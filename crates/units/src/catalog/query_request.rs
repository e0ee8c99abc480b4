//! Untyped tool that forwards the agent's text as `{query}`.

use super::{method_param, with_tool_parameters};
use crate::batch::{HttpStep, Step};
use crate::host::{JsonObject, ParameterSource};
use crate::parameters::{ParameterDecl, ParameterSet};
use crate::tool::extract::ExtractionChain;
use crate::tool::schema::{FieldSpec, ToolArgumentSchema};
use crate::tool::{ToolDescriptor, ToolProvider, ToolUnit};
use flowunit_http_tools::semantics::hints_for_method;
use flowunit_http_tools::{ArgumentBinding, HttpToolsError, RequestTemplate};
use serde_json::Value;
use std::sync::Arc;

pub struct QueryRequest {
    params: ParameterSet,
}

impl QueryRequest {
    #[must_use]
    pub fn new() -> Self {
        Self {
            params: ParameterSet::new(vec![
                ParameterDecl::endpoint("apiUrl", ""),
                ParameterDecl::options("httpMethod", &["GET", "POST"], "POST"),
                ParameterDecl::string(
                    "description",
                    "Makes an HTTP request with the provided query string",
                ),
            ]),
        }
    }
}

impl Default for QueryRequest {
    fn default() -> Self {
        Self::new()
    }
}

impl ToolProvider for QueryRequest {
    fn parameters(&self) -> &ParameterSet {
        &self.params
    }

    fn supply_tool(
        &self,
        parameters: &dyn ParameterSource,
    ) -> Result<Arc<dyn ToolUnit>, HttpToolsError> {
        with_tool_parameters(&self.params, parameters, |item| {
            let url = item.string("apiUrl")?;
            let method = method_param(item, "httpMethod")?;

            Ok(Arc::new(QueryRequestTool {
                descriptor: ToolDescriptor {
                    name: "query_request".into(),
                    description: item.string("description")?,
                    schema: ToolArgumentSchema::new(vec![
                        FieldSpec::string("query").describe("Query text").required(),
                    ]),
                    hints: hints_for_method(&method),
                },
                chain: ExtractionChain::text_field("query"),
                template: RequestTemplate::new(method, url).bind(ArgumentBinding::filter("query")),
            }) as Arc<dyn ToolUnit>)
        })
    }
}

struct QueryRequestTool {
    descriptor: ToolDescriptor,
    chain: ExtractionChain,
    template: RequestTemplate,
}

impl ToolUnit for QueryRequestTool {
    fn descriptor(&self) -> &ToolDescriptor {
        &self.descriptor
    }

    fn extraction(&self) -> Option<&ExtractionChain> {
        Some(&self.chain)
    }

    fn prepare_call(&self, args: &JsonObject) -> Result<Step, HttpToolsError> {
        let request = self.template.resolve(args)?;
        Ok(Step::Http(
            HttpStep::new(request).with_summary(Value::Object(args.clone())),
        ))
    }
}
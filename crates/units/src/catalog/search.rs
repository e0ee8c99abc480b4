//! Vector search endpoint (`GET url?query=..&k=..`) plus a local `process` operation.
//!
//! The tool form validates `limit` against `[1, maxLimit]` under the configured policy first, then
//! clamps it once more with the unit's own bounds before the request is built.

use super::with_tool_parameters;
use crate::batch::{BatchUnit, HttpStep, Step};
use crate::host::{JsonObject, ParameterSource};
use crate::parameters::{ItemParameters, ParameterDecl, ParameterSet};
use crate::tool::schema::{BoundPolicy, FieldSpec, ToolArgumentSchema};
use crate::tool::{ToolDescriptor, ToolProvider, ToolUnit};
use flowunit_http_tools::response_shaping::ResponsePipeline;
use flowunit_http_tools::semantics::hints_for_method;
use flowunit_http_tools::{ArgumentBinding, CountBounds, HttpToolsError, RequestTemplate};
use reqwest::Method;
use serde_json::{Value, json};
use std::sync::Arc;

fn template(url: &str) -> RequestTemplate {
    RequestTemplate::new(Method::GET, url)
        .header("accept", "application/json")
        .bind(ArgumentBinding::filter("query"))
        .bind(ArgumentBinding::filter("limit").query_as("k"))
}

fn page_contents() -> ResponsePipeline {
    ResponsePipeline::pluck("page_content", json!(""))
}

pub struct Search {
    params: ParameterSet,
}

impl Search {
    #[must_use]
    pub fn new() -> Self {
        Self {
            params: ParameterSet::new(vec![
                ParameterDecl::options("operation", &["search", "process"], "search"),
                ParameterDecl::endpoint("apiUrl", "").shown_for(&["search"]),
                ParameterDecl::string("query", "").shown_for(&["search"]),
                ParameterDecl::number("limit", 5)
                    .lenient()
                    .shown_for(&["search"]),
                ParameterDecl::number("maxLimit", 100),
                ParameterDecl::string("inputData", "").shown_for(&["process"]),
                ParameterDecl::number("defaultLimit", 4),
                ParameterDecl::options("limitPolicy", &["clamp", "reject"], "clamp"),
                ParameterDecl::string("description", "Searches the document index"),
                ParameterDecl::string("queryDescription", "Search query text"),
                ParameterDecl::string("limitDescription", "Max number of results to return"),
            ]),
        }
    }
}

impl Default for Search {
    fn default() -> Self {
        Self::new()
    }
}

impl BatchUnit for Search {
    fn name(&self) -> &'static str {
        "search"
    }

    fn parameters(&self) -> &ParameterSet {
        &self.params
    }

    fn prepare(&self, item: &ItemParameters<'_>) -> Result<Step, HttpToolsError> {
        match item.string("operation")?.as_str() {
            "process" => {
                let input = item.string("inputData")?;
                Ok(Step::local(json!({
                    "operation": "process",
                    "result": format!("Processed: {input}"),
                })))
            }
            _ => {
                let url = item.string("apiUrl")?;
                // an unreadable limit falls back to a single result
                let bounds = CountBounds::new(1, item.integer("maxLimit")?);
                let limit = bounds.clamp(item.optional("limit")?.as_ref());

                let mut args = JsonObject::new();
                args.insert("query".into(), Value::String(item.string("query")?));
                args.insert("limit".into(), json!(limit));

                let request = template(&url).resolve(&args)?;
                Ok(Step::Http(
                    HttpStep::new(request)
                        .with_summary(Value::Object(args))
                        .shaped(page_contents())
                        .store_as("results"),
                ))
            }
        }
    }
}

impl ToolProvider for Search {
    fn parameters(&self) -> &ParameterSet {
        &self.params
    }

    #[allow(clippy::cast_precision_loss)]
    fn supply_tool(
        &self,
        parameters: &dyn ParameterSource,
    ) -> Result<Arc<dyn ToolUnit>, HttpToolsError> {
        with_tool_parameters(&self.params, parameters, |item| {
            let url = item.string("apiUrl")?;
            let max_limit = item.integer("maxLimit")?.max(1);
            let default_limit = item.integer("defaultLimit")?.clamp(1, max_limit);
            let policy = match item.string("limitPolicy")?.as_str() {
                "reject" => BoundPolicy::Reject,
                _ => BoundPolicy::Clamp,
            };

            let schema = ToolArgumentSchema::new(vec![
                FieldSpec::string("query")
                    .describe(item.string("queryDescription")?)
                    .required(),
                FieldSpec::integer("limit")
                    .describe(item.string("limitDescription")?)
                    .default_value(default_limit)
                    .bounds(Some(1.0), Some(max_limit as f64))
                    .policy(policy),
            ]);

            Ok(Arc::new(SearchTool {
                descriptor: ToolDescriptor {
                    name: "search".into(),
                    description: item.string("description")?,
                    schema,
                    hints: hints_for_method(&Method::GET),
                },
                template: template(&url),
                bounds: CountBounds::new(default_limit, max_limit),
            }) as Arc<dyn ToolUnit>)
        })
    }
}

struct SearchTool {
    descriptor: ToolDescriptor,
    template: RequestTemplate,
    bounds: CountBounds,
}

impl ToolUnit for SearchTool {
    fn descriptor(&self) -> &ToolDescriptor {
        &self.descriptor
    }

    fn prepare_call(&self, args: &JsonObject) -> Result<Step, HttpToolsError> {
        let mut args = args.clone();
        let limit = self.bounds.clamp(args.get("limit"));
        args.insert("limit".into(), json!(limit));

        let request = self.template.resolve(&args)?;
        Ok(Step::Http(HttpStep::new(request).shaped(page_contents())))
    }
}

#[cfg(test)]
mod tests {
    use super::*;
    use crate::host::StaticParameters;

    fn prepare(src: &StaticParameters) -> Result<Step, HttpToolsError> {
        let unit = Search::new();
        let record = JsonObject::new();
        unit.prepare(&ItemParameters::new(&unit.params, src, 0, &record))
    }

    #[test]
    fn search_clamps_limit_to_max() {
        let src = StaticParameters::default()
            .with("apiUrl", "https://search.example.com/query")
            .with("query", "reports")
            .with("limit", 500)
            .with("maxLimit", 100);
        let Step::Http(step) = prepare(&src).unwrap() else {
            panic!("expected http step")
        };
        assert_eq!(step.request().query_value("query"), Some("reports"));
        assert_eq!(step.request().query_value("k"), Some("100"));
        assert_eq!(step.summary(), Some(&json!({ "query": "reports", "limit": 100 })));
        assert_eq!(step.response_key(), "results");
    }

    #[test]
    fn search_raises_non_positive_limit_to_one() {
        let src = StaticParameters::default()
            .with("apiUrl", "https://search.example.com/query")
            .with("query", "reports")
            .with("limit", 0);
        let Step::Http(step) = prepare(&src).unwrap() else {
            panic!("expected http step")
        };
        assert_eq!(step.request().query_value("k"), Some("1"));
    }

    #[test]
    fn unreadable_limit_falls_back_to_one() {
        let src = StaticParameters::default()
            .with("apiUrl", "https://search.example.com/query")
            .with("query", "reports")
            .with("limit", "many");
        let Step::Http(step) = prepare(&src).unwrap() else {
            panic!("expected http step")
        };
        assert_eq!(step.request().query_value("k"), Some("1"));

        let src = StaticParameters::default()
            .with("apiUrl", "https://search.example.com/query")
            .with("query", "reports");
        let Step::Http(step) = prepare(&src).unwrap() else {
            panic!("expected http step")
        };
        assert_eq!(step.request().query_value("k"), Some("5"));
    }

    #[test]
    fn process_is_local() {
        let src = StaticParameters::default()
            .with("operation", "process")
            .with("inputData", "abc");
        let Step::Local(result) = prepare(&src).unwrap() else {
            panic!("expected local step")
        };
        assert_eq!(result["result"], "Processed: abc");
    }

    #[test]
    fn applicable_fields_per_operation() {
        let unit = Search::new();
        let process = unit.params.select_applicable_fields(Some("process"));
        assert!(process.contains("inputData"));
        assert!(!process.contains("query"));
        let search = unit.params.select_applicable_fields(Some("search"));
        assert!(search.contains("apiUrl"));
        assert!(!search.contains("inputData"));
    }

    #[test]
    fn tool_schema_uses_configured_descriptions_and_bounds() {
        let src = StaticParameters::default()
            .with("apiUrl", "https://search.example.com/query")
            .with("maxLimit", 10)
            .with("limitPolicy", "reject")
            .with("queryDescription", "What to look for");
        let tool = Search::new().supply_tool(&src).unwrap();
        let schema = tool.descriptor().input_schema();
        assert_eq!(schema["properties"]["query"]["description"], "What to look for");
        assert_eq!(schema["properties"]["limit"]["maximum"], 10);
        assert_eq!(schema["properties"]["limit"]["default"], 4);
    }
}
mod config;

use anyhow::Context as _;
use clap::{Parser, Subcommand, ValueEnum};
use config::UnitFile;
use flowunit_http_tools::ReqwestTransport;
use flowunit_http_tools::response_shaping::ResponsePipeline;
use flowunit_units::catalog;
use flowunit_units::{
    ExecutionContext, InputRecord, ParameterKind, PerItemParameters, StaticParameters, ToolAdapter,
    ToolInput, TraceLog, run_batch,
};
use serde_json::{Map, Value, json};
use std::path::PathBuf;
use std::sync::Arc;
use tracing_subscriber::EnvFilter;

#[derive(Parser)]
#[command(name = "flowunit-runner", version, about = "Run a flowunit unit in batch or tool mode")]
struct Cli {
    /// Unit file (YAML, or JSON when the extension is `.json`).
    #[arg(long, short, env = "FLOWUNIT_CONFIG")]
    config: PathBuf,

    /// Default log filter; `RUST_LOG` takes precedence.
    #[arg(long, env = "FLOWUNIT_LOG_LEVEL", default_value = "info")]
    log_level: String,

    #[arg(long, value_enum, default_value_t = LogFormat::Text)]
    log_format: LogFormat,

    #[command(subcommand)]
    command: Commands,
}

#[derive(Clone, Copy, ValueEnum)]
enum LogFormat {
    Text,
    Json,
}

#[derive(Subcommand)]
enum Commands {
    /// Process records and print the output records as JSON.
    Batch {
        /// JSON array of input records. Without it, one empty record per configured item
        /// (at least one).
        #[arg(long, short)]
        input: Option<PathBuf>,
    },
    /// Invoke the unit's tool once and print its result.
    Tool {
        /// Raw agent input: free text or a JSON object.
        #[arg(long, short)]
        input: String,
    },
    /// Print parameters, applicable fields and the tool descriptor.
    Describe,
}

fn init_tracing(default_level: &str, format: LogFormat) {
    let filter =
        EnvFilter::try_from_default_env().unwrap_or_else(|_| EnvFilter::new(default_level));

    let builder = tracing_subscriber::fmt()
        .with_env_filter(filter)
        .with_target(false)
        .with_writer(std::io::stderr);
    match format {
        LogFormat::Text => builder.compact().init(),
        LogFormat::Json => builder.json().init(),
    }
}

#[tokio::main]
async fn main() -> anyhow::Result<()> {
    let cli = Cli::parse();
    init_tracing(&cli.log_level, cli.log_format);

    let cfg = config::load_unit_file(&cli.config)?;
    tracing::debug!(unit = %cfg.unit, config = %cli.config.display(), "loaded unit file");

    match cli.command {
        Commands::Batch { input } => batch(cfg, input).await,
        Commands::Tool { input } => tool(cfg, &input).await,
        Commands::Describe => describe(&cfg),
    }
}

fn shaping(cfg: &UnitFile) -> anyhow::Result<ResponsePipeline> {
    ResponsePipeline::compile(&cfg.shaping)
        .map_err(anyhow::Error::msg)
        .context("invalid shaping")
}

async fn batch(cfg: UnitFile, input: Option<PathBuf>) -> anyhow::Result<()> {
    let records = match input {
        Some(path) => config::load_records(&path)?,
        None => vec![InputRecord::default(); cfg.items.len().max(1)],
    };
    let unit = catalog::batch_unit(cfg.unit)?;
    let transport = ReqwestTransport::new(&cfg.http).context("build HTTP client")?;
    let pipeline = shaping(&cfg)?;
    let params = PerItemParameters::new(cfg.parameters, cfg.items);

    let ctx = ExecutionContext::new(&params, &transport)
        .continue_on_fail(cfg.continue_on_fail)
        .shaped(&pipeline);
    let out = run_batch(unit.as_ref(), &records, &ctx)
        .await
        .with_context(|| format!("{} batch aborted", unit.name()))?;

    let failed = out.iter().filter(|r| r.is_error()).count();
    tracing::info!(unit = unit.name(), records = out.len(), failed, "batch finished");
    println!("{}", serde_json::to_string_pretty(&out)?);
    Ok(())
}

async fn tool(cfg: UnitFile, input: &str) -> anyhow::Result<()> {
    let pipeline = shaping(&cfg)?;
    let provider = catalog::tool_provider(cfg.unit)?;
    let params = StaticParameters::new(cfg.parameters);
    let unit = provider
        .supply_tool(&params)
        .with_context(|| format!("configure {} tool", cfg.unit))?;
    let transport = ReqwestTransport::new(&cfg.http).context("build HTTP client")?;

    let trace = Arc::new(TraceLog::new());
    let adapter =
        ToolAdapter::new(unit, Arc::new(transport), trace.clone()).with_shaping(pipeline);
    let result = adapter.invoke(ToolInput::parse(input)).await;

    tracing::debug!(tool = %adapter.descriptor().name, trace = %trace.to_value(), "tool trace");
    println!("{result}");
    Ok(())
}

fn describe(cfg: &UnitFile) -> anyhow::Result<()> {
    let params = catalog::parameters(cfg.unit);

    let mut applicable = Map::new();
    match params.decl("operation").map(|d| d.kind()) {
        Some(ParameterKind::Options(operations)) => {
            for op in operations {
                applicable.insert(op.clone(), json!(params.select_applicable_fields(Some(op))));
            }
        }
        _ => {
            applicable.insert("*".into(), json!(params.select_applicable_fields(None)));
        }
    }

    let tool = match catalog::tool_provider(cfg.unit) {
        Ok(provider) => match provider.supply_tool(&StaticParameters::new(cfg.parameters.clone())) {
            Ok(unit) => unit.descriptor().to_value(),
            Err(err) => {
                tracing::warn!(unit = %cfg.unit, error = %err, "tool cannot be configured");
                Value::Null
            }
        },
        Err(_) => Value::Null,
    };

    let out = json!({
        "unit": cfg.unit,
        "parameters": params.describe(),
        "applicableFields": applicable,
        "tool": tool,
    });
    println!("{}", serde_json::to_string_pretty(&out)?);
    Ok(())
}
//! Dual-mode units: every unit can run as a batch pipeline step, and some also supply a tool
//! callable by an agent.
//!
//! - [`batch::run_batch`] processes records in order with per-record failure containment
//! - [`tool::ToolAdapter`] validates agent arguments, traces the call and returns one string
//! - [`catalog`] holds the concrete units

pub mod batch;
pub mod catalog;
pub mod error;
pub mod expression;
pub mod host;
pub mod parameters;
pub mod tool;

pub use batch::{BatchUnit, HttpStep, Step, run_batch};
pub use catalog::UnitKind;
pub use error::{Result, UnitError};
pub use host::{
    ExecutionContext, InputRecord, JsonObject, OutputRecord, ParameterSource, PerItemParameters,
    StaticParameters,
};
pub use parameters::{ItemParameters, ParameterDecl, ParameterKind, ParameterSet};
pub use tool::trace::{TraceEntry, TraceLog, TraceSink, TraceStream};
pub use tool::{ToolAdapter, ToolDescriptor, ToolInput, ToolProvider, ToolUnit};
#[cfg(test)]
mod tests {
    use super::*;

    fn args(v: Value) -> Map<String, Value> {
        v.as_object().cloned().expect("object")
    }

    fn search_template(method: Method) -> RequestTemplate {
        RequestTemplate::new(method, "https://api.example.com/search")
            .bind(ArgumentBinding::filter("query"))
            .bind(ArgumentBinding::filter("limit").query_as("k"))
    }

    #[test]
    fn empty_url_is_a_configuration_error() {
        let err = RequestTemplate::new(Method::GET, "   ")
            .resolve(&Map::new())
            .unwrap_err();
        assert!(matches!(err, HttpToolsError::Config(ref m) if m == "missing endpoint URL"));
        assert!(err.is_fatal());
    }

    #[test]
    fn unparseable_url_is_a_configuration_error() {
        let err = RequestTemplate::new(Method::GET, "not a url")
            .resolve(&Map::new())
            .unwrap_err();
        assert!(matches!(err, HttpToolsError::Config(_)));
    }

    #[test]
    fn filter_arguments_go_to_query_on_reads() {
        let spec = search_template(Method::GET)
            .resolve(&args(json!({ "query": "reports", "limit": 3 })))
            .expect("resolve");
        assert_eq!(spec.query_value("query"), Some("reports"));
        assert_eq!(spec.query_value("k"), Some("3"));
        assert!(spec.body.is_none());
    }

    #[test]
    fn filter_arguments_go_to_body_on_writes() {
        let spec = search_template(Method::POST)
            .resolve(&args(json!({ "query": "reports", "limit": 3 })))
            .expect("resolve");
        assert!(spec.query.is_empty());
        assert_eq!(spec.body, Some(json!({ "query": "reports", "limit": 3 })));
    }

    #[test]
    fn falsy_optional_arguments_are_omitted() {
        let template = RequestTemplate::new(Method::POST, "https://api.example.com/docs")
            .bind(ArgumentBinding::filter("documentName"))
            .bind(ArgumentBinding::filter("responseCount").omit_when_falsy());
        let spec = template
            .resolve(&args(json!({ "documentName": "Q3", "responseCount": 0 })))
            .expect("resolve");
        assert_eq!(spec.body, Some(json!({ "documentName": "Q3" })));
    }

    #[test]
    fn raw_body_string_is_parsed_strictly() {
        let template = RequestTemplate::new(Method::POST, "https://api.example.com/x")
            .bind(ArgumentBinding::raw_body("requestBody"));

        let spec = template
            .resolve(&args(json!({ "requestBody": "{\"a\": 1}" })))
            .expect("resolve");
        assert_eq!(spec.body, Some(json!({ "a": 1 })));

        let err = template
            .resolve(&args(json!({ "requestBody": "{a: 1" })))
            .unwrap_err();
        assert!(matches!(err, HttpToolsError::MalformedPayload(_)));
        assert!(!err.is_fatal());
    }

    #[test]
    fn raw_body_is_not_sent_on_reads() {
        let spec = RequestTemplate::new(Method::GET, "https://api.example.com/x")
            .bind(ArgumentBinding::raw_body("requestBody"))
            .resolve(&args(json!({ "requestBody": "not json" })))
            .expect("resolve");
        assert!(spec.body.is_none());
    }

    #[test]
    fn path_arguments_are_substituted_and_encoded() {
        let template = RequestTemplate::new(Method::GET, "https://api.example.com/posts/{postId}")
            .bind(ArgumentBinding::path("postId"));
        let spec = template
            .resolve(&args(json!({ "postId": 7 })))
            .expect("resolve");
        assert_eq!(spec.url, "https://api.example.com/posts/7");

        let spec = template
            .resolve(&args(json!({ "postId": "a b/c" })))
            .expect("resolve");
        assert_eq!(spec.url, "https://api.example.com/posts/a%20b%2Fc");

        let err = template.resolve(&Map::new()).unwrap_err();
        assert!(matches!(err, HttpToolsError::InvalidArguments { .. }));
    }

    #[test]
    fn static_and_bound_headers_are_kept_in_order() {
        let spec = RequestTemplate::new(Method::GET, "https://api.example.com")
            .header("accept", "application/json")
            .bind(ArgumentBinding::header("trace", "x-trace"))
            .resolve(&args(json!({ "trace": "t-1" })))
            .expect("resolve");
        assert_eq!(
            spec.headers,
            vec![
                ("accept".to_string(), "application/json".to_string()),
                ("x-trace".to_string(), "t-1".to_string()),
            ]
        );
    }

    #[test]
    fn array_and_object_query_values_expand() {
        let spec = RequestTemplate::new(Method::GET, "https://api.example.com")
            .bind(ArgumentBinding::query("tags"))
            .bind(ArgumentBinding::query("filter"))
            .resolve(&args(json!({ "tags": ["a", "b"], "filter": { "year": 2023 } })))
            .expect("resolve");
        let pairs: Vec<(&str, &str)> = spec
            .query
            .iter()
            .map(|p| (p.key.as_str(), p.value.as_str()))
            .collect();
        assert_eq!(
            pairs,
            vec![("tags", "a"), ("tags", "b"), ("filter[year]", "2023")]
        );
    }

    #[test]
    fn count_is_clamped_into_range() {
        let bounds = CountBounds::new(5, 100);
        assert_eq!(bounds.clamp(Some(&json!(500))), 100);
        assert_eq!(bounds.clamp(Some(&json!(0))), 1);
        assert_eq!(bounds.clamp(Some(&json!(-4))), 1);
        assert_eq!(bounds.clamp(Some(&json!(42))), 42);
        assert_eq!(bounds.clamp(Some(&json!("7"))), 7);
        assert_eq!(bounds.clamp(None), 5);
        assert_eq!(bounds.clamp(Some(&json!("many"))), 5);
    }

    #[test]
    fn default_above_max_is_clamped_too() {
        assert_eq!(CountBounds::new(50, 10).clamp(None), 10);
        assert_eq!(CountBounds::new(5, 0).clamp(Some(&json!(9))), 1);
    }
}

• [TASK GOAL]
Where the word "JsonObject" shows up in a line of the entries above, copy that line.

• [EXERCISE SOLUTION]
use crate::host::{JsonObject, ParameterSource};
    fn prepare_call(&self, args: &JsonObject) -> Result<Step, HttpToolsError> {
use crate::host::{JsonObject, ParameterSource};
                let mut args = JsonObject::new();
    fn prepare_call(&self, args: &JsonObject) -> Result<Step, HttpToolsError> {
        let record = JsonObject::new();
    ExecutionContext, InputRecord, JsonObject, OutputRecord, ParameterSource, PerItemParameters,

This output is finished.